Persuasion is the art of making other people see the validity of your viewpoint. The title of Jane Austen’s novel Persuasion has been questioned many times, which she wanted to name after the protagonists, The Elliots, but was called Persuasion by her brother after her death.
The whole premise of the book is based on the prudence of the heroine who is persuaded not to follow her heart and persuades her suitor, in the end, to realize that it was the best option at the time.
Persuasion in its most negative connotations has an association with a very aggressive sales pitch, but in reality, it is about selling a viewpoint convincingly. A persuasive person comes with a strong personality and a sense of belief.
An idea becomes a reality for many entrepreneurs just through the art of persuasion. It is the passion and belief that gets investors onboard, and the same holds true for any product to reach the market.
Economists say that a quarter of America’s economy is based upon the art of persuasion. Persuasion is a fundamental skill that can help you attract investors, sell products, build brands and inspire teams.

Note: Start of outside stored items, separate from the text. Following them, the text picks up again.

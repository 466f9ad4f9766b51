//! Workflow definition structures
//!
//! A workflow is an ordered, immutable sequence of browser actions. Step
//! kinds form a closed set with typed parameter payloads so the executor
//! can match on them exhaustively.

use std::time::Duration;

use serde::{Deserialize, Serialize};

use crate::error::StrandError;

/// The closed set of browser actions, tagged by `kind`.
#[derive(Debug, Clone, PartialEq, Serialize, Deserialize)]
#[serde(tag = "kind", rename_all = "snake_case")]
pub enum StepKind {
    Navigate {
        url: String,
    },
    Click {
        selector: String,
    },
    Fill {
        selector: String,
        value: String,
    },
    Extract {
        selector: String,
        /// Context slot the extracted value lands in at the next handoff.
        #[serde(default = "default_extract_slot")]
        slot: String,
    },
    Wait {
        /// Fixed pause, e.g. "500ms" or "2s".
        #[serde(default)]
        duration: Option<String>,
        /// Wait for a selector to appear instead of a fixed pause.
        #[serde(default)]
        selector: Option<String>,
    },
    Screenshot {
        #[serde(default)]
        full_page: bool,
    },
    Noop,
}

fn default_extract_slot() -> String {
    "extracted_fields".to_string()
}

impl StepKind {
    /// Every kind name, in declaration order. Routing policies that cover
    /// the whole action set are built from this.
    pub const ALL: [&'static str; 7] = [
        "navigate",
        "click",
        "fill",
        "extract",
        "wait",
        "screenshot",
        "noop",
    ];

    /// Step kind name used by routing policies and tracing.
    pub fn name(&self) -> &'static str {
        match self {
            StepKind::Navigate { .. } => "navigate",
            StepKind::Click { .. } => "click",
            StepKind::Fill { .. } => "fill",
            StepKind::Extract { .. } => "extract",
            StepKind::Wait { .. } => "wait",
            StepKind::Screenshot { .. } => "screenshot",
            StepKind::Noop => "noop",
        }
    }

    /// Whether re-running the action is harmless by construction.
    ///
    /// Clicks and form fills can submit or mutate page state, so they are
    /// only retried when the step opts in or the driver confirms the prior
    /// attempt had no effect.
    pub fn default_idempotent(&self) -> bool {
        !matches!(self, StepKind::Click { .. } | StepKind::Fill { .. })
    }
}

/// One action specification within a workflow.
#[derive(Debug, Clone, PartialEq, Serialize, Deserialize)]
pub struct StepSpec {
    #[serde(flatten)]
    pub kind: StepKind,

    /// Per-step timeout, e.g. "30s". Falls back to the engine default.
    #[serde(default, skip_serializing_if = "Option::is_none")]
    pub timeout: Option<String>,

    /// Additional attempts allowed after the first failure.
    #[serde(default, skip_serializing_if = "Option::is_none")]
    pub max_retries: Option<u32>,

    /// Overrides the kind's default idempotency.
    #[serde(default, skip_serializing_if = "Option::is_none")]
    pub idempotent: Option<bool>,
}

impl StepSpec {
    pub fn new(kind: StepKind) -> Self {
        Self {
            kind,
            timeout: None,
            max_retries: None,
            idempotent: None,
        }
    }

    pub fn with_timeout(mut self, timeout: impl Into<String>) -> Self {
        self.timeout = Some(timeout.into());
        self
    }

    pub fn with_max_retries(mut self, retries: u32) -> Self {
        self.max_retries = Some(retries);
        self
    }

    pub fn with_idempotent(mut self, idempotent: bool) -> Self {
        self.idempotent = Some(idempotent);
        self
    }

    pub fn is_idempotent(&self) -> bool {
        self.idempotent.unwrap_or_else(|| self.kind.default_idempotent())
    }

    pub fn timeout_or(&self, default: Duration) -> Duration {
        self.timeout
            .as_deref()
            .and_then(parse_duration)
            .unwrap_or(default)
    }

    pub fn max_retries_or(&self, default: u32) -> u32 {
        self.max_retries.unwrap_or(default)
    }
}

/// Immutable workflow input: ordered step sequence, fixed at submission.
#[derive(Debug, Clone, PartialEq, Serialize, Deserialize)]
pub struct WorkflowDefinition {
    #[serde(default = "default_workflow_name")]
    pub name: String,
    pub steps: Vec<StepSpec>,
}

fn default_workflow_name() -> String {
    "workflow".to_string()
}

impl WorkflowDefinition {
    pub fn new(name: impl Into<String>, steps: Vec<StepSpec>) -> Self {
        Self {
            name: name.into(),
            steps,
        }
    }

    pub fn from_yaml(yaml: &str) -> Result<Self, StrandError> {
        let definition: WorkflowDefinition = serde_yaml::from_str(yaml)?;
        definition.validate()?;
        Ok(definition)
    }

    /// Structural validation applied at submission time.
    pub fn validate(&self) -> Result<(), StrandError> {
        if self.steps.is_empty() {
            return Err(StrandError::InvalidDefinition {
                reason: "step sequence is empty".to_string(),
            });
        }

        for (index, step) in self.steps.iter().enumerate() {
            if let Some(timeout) = step.timeout.as_deref() {
                if parse_duration(timeout).is_none() {
                    return Err(StrandError::InvalidDefinition {
                        reason: format!("step {index}: unparseable timeout '{timeout}'"),
                    });
                }
            }

            if let StepKind::Wait { duration, selector } = &step.kind {
                match (duration.as_deref(), selector) {
                    (None, None) => {
                        return Err(StrandError::InvalidDefinition {
                            reason: format!("step {index}: wait needs a duration or a selector"),
                        });
                    }
                    (Some(d), _) if parse_duration(d).is_none() => {
                        return Err(StrandError::InvalidDefinition {
                            reason: format!("step {index}: unparseable wait duration '{d}'"),
                        });
                    }
                    _ => {}
                }
            }
        }

        Ok(())
    }
}

/// Parse a duration string like "500ms", "30s", "5m", "1h" into a Duration.
/// Bare numbers are treated as seconds.
pub fn parse_duration(duration_str: &str) -> Option<Duration> {
    let s = duration_str.trim();
    if s.is_empty() {
        return None;
    }

    if let Some(ms) = s.strip_suffix("ms") {
        return ms.parse::<u64>().ok().map(Duration::from_millis);
    }
    if let Some(secs) = s.strip_suffix('s') {
        return secs.parse::<u64>().ok().map(Duration::from_secs);
    }
    if let Some(mins) = s.strip_suffix('m') {
        return mins
            .parse::<u64>()
            .ok()
            .map(|m| Duration::from_secs(m * 60));
    }
    if let Some(hours) = s.strip_suffix('h') {
        return hours
            .parse::<u64>()
            .ok()
            .map(|h| Duration::from_secs(h * 3600));
    }

    s.parse::<u64>().ok().map(Duration::from_secs)
}

#[cfg(test)]
mod tests {
    use super::*;

    #[test]
    fn parse_duration_units() {
        assert_eq!(parse_duration("500ms"), Some(Duration::from_millis(500)));
        assert_eq!(parse_duration("30s"), Some(Duration::from_secs(30)));
        assert_eq!(parse_duration("5m"), Some(Duration::from_secs(300)));
        assert_eq!(parse_duration("1h"), Some(Duration::from_secs(3600)));
        assert_eq!(parse_duration("45"), Some(Duration::from_secs(45)));
        assert_eq!(parse_duration(""), None);
        assert_eq!(parse_duration("soon"), None);
    }

    #[test]
    fn definition_from_yaml() {
        let yaml = r##"
name: checkout-price
steps:
  - kind: navigate
    url: "https://shop.example.com/item/42"
    timeout: 30s
  - kind: extract
    selector: ".price"
    slot: extracted_fields
    max_retries: 2
  - kind: click
    selector: "#add-to-cart"
"##;
        let definition = WorkflowDefinition::from_yaml(yaml).unwrap();
        assert_eq!(definition.name, "checkout-price");
        assert_eq!(definition.steps.len(), 3);
        assert_eq!(definition.steps[0].kind.name(), "navigate");
        assert_eq!(definition.steps[1].max_retries, Some(2));
        if let StepKind::Extract { slot, .. } = &definition.steps[1].kind {
            assert_eq!(slot, "extracted_fields");
        } else {
            panic!("expected extract step");
        }
    }

    #[test]
    fn empty_definition_rejected() {
        let definition = WorkflowDefinition::new("empty", vec![]);
        let err = definition.validate().unwrap_err();
        assert!(matches!(err, StrandError::InvalidDefinition { .. }));
    }

    #[test]
    fn wait_requires_duration_or_selector() {
        let definition = WorkflowDefinition::new(
            "w",
            vec![StepSpec::new(StepKind::Wait {
                duration: None,
                selector: None,
            })],
        );
        assert!(definition.validate().is_err());

        let definition = WorkflowDefinition::new(
            "w",
            vec![StepSpec::new(StepKind::Wait {
                duration: Some("2s".into()),
                selector: None,
            })],
        );
        assert!(definition.validate().is_ok());
    }

    #[test]
    fn bad_timeout_rejected() {
        let definition = WorkflowDefinition::new(
            "w",
            vec![StepSpec::new(StepKind::Noop).with_timeout("whenever")],
        );
        assert!(definition.validate().is_err());
    }

    #[test]
    fn idempotency_defaults_per_kind() {
        let navigate = StepSpec::new(StepKind::Navigate {
            url: "https://example.com".into(),
        });
        assert!(navigate.is_idempotent());

        let click = StepSpec::new(StepKind::Click {
            selector: "#submit".into(),
        });
        assert!(!click.is_idempotent());

        let click = click.with_idempotent(true);
        assert!(click.is_idempotent());
    }

    #[test]
    fn extract_slot_defaults() {
        let yaml = r#"
steps:
  - kind: extract
    selector: ".title"
"#;
        let definition = WorkflowDefinition::from_yaml(yaml).unwrap();
        if let StepKind::Extract { slot, .. } = &definition.steps[0].kind {
            assert_eq!(slot, "extracted_fields");
        } else {
            panic!("expected extract step");
        }
    }

    #[test]
    fn step_kind_roundtrips_through_json() {
        let spec = StepSpec::new(StepKind::Fill {
            selector: "#email".into(),
            value: "a@b.c".into(),
        })
        .with_max_retries(1);

        let json = serde_json::to_value(&spec).unwrap();
        assert_eq!(json["kind"], "fill");
        assert_eq!(json["selector"], "#email");

        let back: StepSpec = serde_json::from_value(json).unwrap();
        assert_eq!(back, spec);
    }
}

Warren Buffett, the billionaire investor, proudly displays his public-speaking certificate from a Dale Carnegie course. He believes that improving communication skills boosts one’s professional value by 50%.
In other words, the whole idea is about finding a connection with the audience by using a narrative that appeals and finds an echo in the listener.
A common interest point
When pitching a business idea or looking for clients, what should be kept in mind is to present a proposal that is of interest to both. There should be a co-investment of ideas. Kevin Daum, a sales expert, notes that super persuasive people operate in three stages:
- To see how receptive you are to their ideas
- To attend to–and start to solve–your objections
- To find “moments of agreement,” which can grow into co-investment
After listening, what one needs to look into is the needs of the other person. After gauging that need, echo back that sentiment in some form repeatedly. Let your words echo back their thoughts.
Once you have got their attention by listening, repeating their position or needs, and finding a common ground, interest, point or co-investment, how do you come on the same page?
An analysis of the 500 most popular TED talks showed that stories made up 65% of the average speaker’s talk, wheres 25% went to logos (reason), and 10% went to ethos (emotion). In other words, the winning formula is empathy. TED curator, Chris Anderson, says, “The stories that can generate the best connection are stories about you personally or about people close to you. Tales of failure, awkwardness, misfortune, danger or disaster, told authentically, hastens deep engagement.”
A tale, a pitch that encompasses all the above-stated ingredients—finding a common need or co-investment, gauging the other person’s needs and profit in your account and emphasizing the same by loudly proclaiming it and then weaving it into a narrative that appeals to both the heart and the head—that is persuasiveness at its best.